We have just enjoyed the pleasure of some eleven plus
courses. Some of the children were finishing off exercises which they had not
managed to complete. Some were relaxed and confident. One rather `bright spark’
asked why a square number was called square – when it was not a square. No-one
likes to show complete ignorance so I had to confess that I had no idea at all.
There was general pleasure.
Someone from a different table asked why cube numbers were
called cube numbers when a cube had a very different shape. The children looked
to me for an answer. I raised my eyebrows. There was general pleasure.
By now the children in close proximity were `in the zone’. The chatter grew very swiftly. One girl,
however, was writing on a page. She said: “I know!” She wrote:
1 x 1
2 x 2
3 x 3
4 x 4
The girl, and her friend beside her, drew one dot, then four
dots in a two by two array. Of course others took up the challenge with patterns
of three by three and then four by four.
Of course one boy did not join in. He had listened to the
chatter about square numbers but he was trying to prove cube numbers. Now cube
numbers may not be taught to many Year 5 children in the National Curriculum –
but could come up when discussing volumes.
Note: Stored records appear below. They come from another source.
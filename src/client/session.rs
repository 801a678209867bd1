use crate::client::SignedInUser;
use crate::client::gateway::{GatewayError, TodoGateway};
use crate::domain::todo::{Ownership, Priority};
use crate::dto::{MutationReceipt, NewTodo, TodoItem, UpdateTodo};
use tracing::{debug, error};

/// One cached todo along with whatever the user has typed into its title field so far
#[derive(Clone, Debug, PartialEq)]
pub struct TodoRow {
    pub todo: TodoItem,
    pub draft_title: String,
}

impl From<TodoItem> for TodoRow {
    fn from(todo: TodoItem) -> Self {
        TodoRow {
            draft_title: todo.title.clone(),
            todo,
        }
    }
}

/// What the session shows right now
#[derive(Debug, PartialEq)]
pub enum SessionView<'session> {
    /// A gateway call failed. Nothing else is shown until the session is mounted again.
    Failed(&'session str),
    Todos(&'session [TodoRow]),
}

/// Client-driven presenter for one user's list. Keeps a cached copy of the list and
/// re-fetches it in full after every successful write. Title edits stay local drafts until
/// the field loses focus or the user presses update.
pub struct TodoSession<G> {
    gateway: G,
    ownership: Ownership,
    viewer: Option<SignedInUser>,
    rows: Vec<TodoRow>,
    error: Option<String>,
}

impl<G: TodoGateway> TodoSession<G> {
    /// Starts a session and performs the first fetch
    pub async fn mount(gateway: G, ownership: Ownership, viewer: Option<SignedInUser>) -> Self {
        let mut session = TodoSession {
            gateway,
            ownership,
            viewer,
            rows: Vec::new(),
            error: None,
        };
        session.refresh().await;

        session
    }

    pub fn view(&self) -> SessionView<'_> {
        match &self.error {
            Some(message) => SessionView::Failed(message),
            None => SessionView::Todos(&self.rows),
        }
    }

    pub fn viewer(&self) -> Option<&SignedInUser> {
        self.viewer.as_ref()
    }

    /// Re-fetches when somebody else signs in, or everyone signs out
    pub async fn set_identity(&mut self, viewer: Option<SignedInUser>) {
        if self.viewer == viewer {
            return;
        }

        self.viewer = viewer;
        self.refresh().await;
    }

    pub async fn submit_new(&mut self, title: &str, priority: Priority) {
        if !self.may_call() {
            return;
        }

        let new_todo = NewTodo {
            title: title.to_owned(),
            priority: priority.value(),
        };
        let result = self.gateway.create_todo(self.viewer.as_ref(), &new_todo).await;
        self.after_mutation(result).await;
    }

    /// Only updates the draft. Nothing is sent until [Self::blur_title] or [Self::press_update].
    pub fn edit_title(&mut self, todo_id: i32, text: &str) {
        if let Some(row) = self.rows.iter_mut().find(|row| row.todo.id == todo_id) {
            row.draft_title = text.to_owned();
        }
    }

    /// Commits the drafted title alongside the cached priority
    pub async fn blur_title(&mut self, todo_id: i32) {
        let Some(row) = self.row(todo_id) else {
            return;
        };
        let update = UpdateTodo {
            title: row.draft_title.clone(),
            priority: row.todo.priority,
        };

        self.send_update(todo_id, update).await;
    }

    /// Commits the new priority straight away, alongside the cached title rather than the
    /// draft
    pub async fn change_priority(&mut self, todo_id: i32, priority: Priority) {
        let Some(row) = self.row(todo_id) else {
            return;
        };
        let update = UpdateTodo {
            title: row.todo.title.clone(),
            priority: priority.value(),
        };

        self.send_update(todo_id, update).await;
    }

    pub async fn press_update(&mut self, todo_id: i32) {
        self.blur_title(todo_id).await;
    }

    pub async fn press_delete(&mut self, todo_id: i32) {
        if !self.may_call() {
            return;
        }

        let result = self.gateway.delete_todo(self.viewer.as_ref(), todo_id).await;
        self.after_mutation(result).await;
    }

    fn row(&self, todo_id: i32) -> Option<&TodoRow> {
        self.rows.iter().find(|row| row.todo.id == todo_id)
    }

    /// False once an error is showing, or when nobody is signed in and todos are per user
    fn may_call(&self) -> bool {
        self.error.is_none()
            && (self.ownership == Ownership::SingleUser || self.viewer.is_some())
    }

    async fn send_update(&mut self, todo_id: i32, update: UpdateTodo) {
        if !self.may_call() {
            return;
        }

        let result = self
            .gateway
            .update_todo(self.viewer.as_ref(), todo_id, &update)
            .await;
        self.after_mutation(result).await;
    }

    async fn after_mutation(&mut self, result: Result<MutationReceipt, GatewayError>) {
        match result {
            Ok(receipt) => {
                if let Some(reason) = &receipt.skip_reason {
                    debug!(reason = %reason, "Todo service skipped the change");
                }
                self.refresh().await;
            }
            Err(err) => self.fail(err),
        }
    }

    async fn refresh(&mut self) {
        if !self.may_call() {
            self.rows.clear();
            return;
        }

        match self.gateway.list_todos(self.viewer.as_ref()).await {
            Ok(todos) => self.rows = todos.into_iter().map(TodoRow::from).collect(),
            Err(err) => self.fail(err),
        }
    }

    fn fail(&mut self, err: GatewayError) {
        error!("Todo session failed: {err}");
        self.error = Some(err.to_string());
    }
}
In a few moments there was a group around him. Someone
wrote:
1 x 1 x 1
This was followed by
2 x 2 x 2
And then
3 x 3 x 3
The interest of the children, however, was gone as quickly
as it had arisen. The moment was lost.
As I bent to write: “Good thinking!” beside the work of the children
concerned I wondered why they didn't ask me how the purity of solid can be
proved by finding its melting point. Again I would have had no definitive
answer to this question and would have had to expose my ignorance. How long,
however, would it have taken this very bright group of eleven plus children to
come up with some sensible theories? Why can’t the eleven plus examination leave
room for children to be able to think freely and imaginatively?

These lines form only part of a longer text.